(Collection entries)
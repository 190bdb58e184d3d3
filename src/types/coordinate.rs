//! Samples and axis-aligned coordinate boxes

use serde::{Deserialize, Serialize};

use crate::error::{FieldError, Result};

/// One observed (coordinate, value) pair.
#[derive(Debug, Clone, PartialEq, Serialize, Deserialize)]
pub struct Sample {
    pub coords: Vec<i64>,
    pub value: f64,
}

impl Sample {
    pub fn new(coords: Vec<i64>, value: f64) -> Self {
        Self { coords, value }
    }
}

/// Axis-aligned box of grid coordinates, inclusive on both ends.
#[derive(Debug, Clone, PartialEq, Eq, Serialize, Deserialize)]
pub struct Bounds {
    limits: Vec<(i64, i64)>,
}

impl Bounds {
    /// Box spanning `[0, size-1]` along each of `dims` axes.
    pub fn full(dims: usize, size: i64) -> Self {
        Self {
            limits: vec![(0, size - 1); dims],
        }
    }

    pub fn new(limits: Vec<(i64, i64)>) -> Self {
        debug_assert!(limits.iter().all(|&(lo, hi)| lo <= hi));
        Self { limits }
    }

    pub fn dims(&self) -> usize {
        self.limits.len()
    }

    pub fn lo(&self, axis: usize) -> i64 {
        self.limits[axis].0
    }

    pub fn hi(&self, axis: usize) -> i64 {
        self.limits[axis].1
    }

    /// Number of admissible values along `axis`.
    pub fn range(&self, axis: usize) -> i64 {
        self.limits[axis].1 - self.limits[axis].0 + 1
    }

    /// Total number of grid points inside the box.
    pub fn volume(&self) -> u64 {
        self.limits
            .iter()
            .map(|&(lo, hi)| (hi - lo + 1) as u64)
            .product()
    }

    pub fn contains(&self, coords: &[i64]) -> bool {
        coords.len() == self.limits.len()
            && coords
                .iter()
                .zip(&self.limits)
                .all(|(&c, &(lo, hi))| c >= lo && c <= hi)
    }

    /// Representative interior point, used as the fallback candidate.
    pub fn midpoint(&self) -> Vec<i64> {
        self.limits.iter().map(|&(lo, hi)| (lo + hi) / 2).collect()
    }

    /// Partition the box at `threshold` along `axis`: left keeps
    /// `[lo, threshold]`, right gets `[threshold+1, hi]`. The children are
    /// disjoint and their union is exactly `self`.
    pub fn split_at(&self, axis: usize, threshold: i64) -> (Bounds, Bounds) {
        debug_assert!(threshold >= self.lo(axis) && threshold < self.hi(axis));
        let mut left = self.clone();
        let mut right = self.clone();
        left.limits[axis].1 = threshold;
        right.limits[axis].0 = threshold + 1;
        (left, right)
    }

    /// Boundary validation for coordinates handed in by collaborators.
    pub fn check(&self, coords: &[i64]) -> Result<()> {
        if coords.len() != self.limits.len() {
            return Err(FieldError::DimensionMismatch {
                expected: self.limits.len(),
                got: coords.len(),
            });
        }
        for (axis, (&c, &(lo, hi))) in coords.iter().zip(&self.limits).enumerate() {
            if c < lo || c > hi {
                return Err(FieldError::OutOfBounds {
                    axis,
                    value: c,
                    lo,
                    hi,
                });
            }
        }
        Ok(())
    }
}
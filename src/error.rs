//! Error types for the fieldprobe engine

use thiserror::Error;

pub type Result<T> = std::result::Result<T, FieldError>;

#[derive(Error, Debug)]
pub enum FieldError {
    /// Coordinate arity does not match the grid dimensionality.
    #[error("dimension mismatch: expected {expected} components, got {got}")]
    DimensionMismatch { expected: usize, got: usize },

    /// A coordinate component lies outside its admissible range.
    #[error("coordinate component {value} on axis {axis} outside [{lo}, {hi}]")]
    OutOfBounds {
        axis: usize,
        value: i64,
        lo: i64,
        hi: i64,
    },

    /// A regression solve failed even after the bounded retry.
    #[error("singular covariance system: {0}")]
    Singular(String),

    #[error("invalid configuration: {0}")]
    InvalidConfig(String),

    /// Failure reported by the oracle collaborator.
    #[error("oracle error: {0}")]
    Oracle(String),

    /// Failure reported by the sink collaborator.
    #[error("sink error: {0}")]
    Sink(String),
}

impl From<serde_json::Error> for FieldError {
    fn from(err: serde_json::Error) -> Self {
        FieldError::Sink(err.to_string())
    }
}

| YOUR GOAL |
Repeat the data in full, matching each line exactly.

| EXERCISE SOLUTION |
repository 190bdb58e184d3d3
filename src/types/coordinate.rs
//! Samples and axis-aligned coordinate boxes

use serde::{Deserialize, Serialize};

use crate::error::{FieldError, Result};

/// One observed (coordinate, value) pair.
#[derive(Debug, Clone, PartialEq, Serialize, Deserialize)]
pub struct Sample {
    pub coords: Vec<i64>,
    pub value: f64,
}

impl Sample {
    pub fn new(coords: Vec<i64>, value: f64) -> Self {
        Self { coords, value }
    }
}

/// Axis-aligned box of grid coordinates, inclusive on both ends.
#[derive(Debug, Clone, PartialEq, Eq, Serialize, Deserialize)]
pub struct Bounds {
    limits: Vec<(i64, i64)>,
}

impl Bounds {
    /// Box spanning `[0, size-1]` along each of `dims` axes.
    pub fn full(dims: usize, size: i64) -> Self {
        Self {
            limits: vec![(0, size - 1); dims],
        }
    }

    pub fn new(limits: Vec<(i64, i64)>) -> Self {
        debug_assert!(limits.iter().all(|&(lo, hi)| lo <= hi));
        Self { limits }
    }

    pub fn dims(&self) -> usize {
        self.limits.len()
    }

    pub fn lo(&self, axis: usize) -> i64 {
        self.limits[axis].0
    }

    pub fn hi(&self, axis: usize) -> i64 {
        self.limits[axis].1
    }

    /// Number of admissible values along `axis`.
    pub fn range(&self, axis: usize) -> i64 {
        self.limits[axis].1 - self.limits[axis].0 + 1
    }

    /// Total number of grid points inside the box.
    pub fn volume(&self) -> u64 {
        self.limits
            .iter()
            .map(|&(lo, hi)| (hi - lo + 1) as u64)
            .product()
    }

    pub fn contains(&self, coords: &[i64]) -> bool {
        coords.len() == self.limits.len()
            && coords
                .iter()
                .zip(&self.limits)
                .all(|(&c, &(lo, hi))| c >= lo && c <= hi)
    }

    /// Representative interior point, used as the fallback candidate.
    pub fn midpoint(&self) -> Vec<i64> {
        self.limits.iter().map(|&(lo, hi)| (lo + hi) / 2).collect()
    }

    /// Partition the box at `threshold` along `axis`: left keeps
    /// `[lo, threshold]`, right gets `[threshold+1, hi]`. The children are
    /// disjoint and their union is exactly `self`.
    pub fn split_at(&self, axis: usize, threshold: i64) -> (Bounds, Bounds) {
        debug_assert!(threshold >= self.lo(axis) && threshold < self.hi(axis));
        let mut left = self.clone();
        let mut right = self.clone();
        left.limits[axis].1 = threshold;
        right.limits[axis].0 = threshold + 1;
        (left, right)
    }

    /// Boundary validation for coordinates handed in by collaborators.
    pub fn check(&self, coords: &[i64]) -> Result<()> {
        if coords.len() != self.limits.len() {
            return Err(FieldError::DimensionMismatch {
                expected: self.limits.len(),
                got: coords.len(),
            });
        }
        for (axis, (&c, &(lo, hi))) in coords.iter().zip(&self.limits).enumerate() {
            if c < lo || c > hi {
                return Err(FieldError::OutOfBounds {
                    axis,
                    value: c,
                    lo,
                    hi,
                });
            }
        }
        Ok(())
    }
}
filename src/error.rs
//! Error types for the fieldprobe engine

use thiserror::Error;

pub type Result<T> = std::result::Result<T, FieldError>;

#[derive(Error, Debug)]
pub enum FieldError {
    /// Coordinate arity does not match the grid dimensionality.
    #[error("dimension mismatch: expected {expected} components, got {got}")]
    DimensionMismatch { expected: usize, got: usize },

    /// A coordinate component lies outside its admissible range.
    #[error("coordinate component {value} on axis {axis} outside [{lo}, {hi}]")]
    OutOfBounds {
        axis: usize,
        value: i64,
        lo: i64,
        hi: i64,
    },

    /// A regression solve failed even after the bounded retry.
    #[error("singular covariance system: {0}")]
    Singular(String),

    #[error("invalid configuration: {0}")]
    InvalidConfig(String),

    /// Failure reported by the oracle collaborator.
    #[error("oracle error: {0}")]
    Oracle(String),

    /// Failure reported by the sink collaborator.
    #[error("sink error: {0}")]
    Sink(String),
}

impl From<serde_json::Error> for FieldError {
    fn from(err: serde_json::Error) -> Self {
        FieldError::Sink(err.to_string())
    }
}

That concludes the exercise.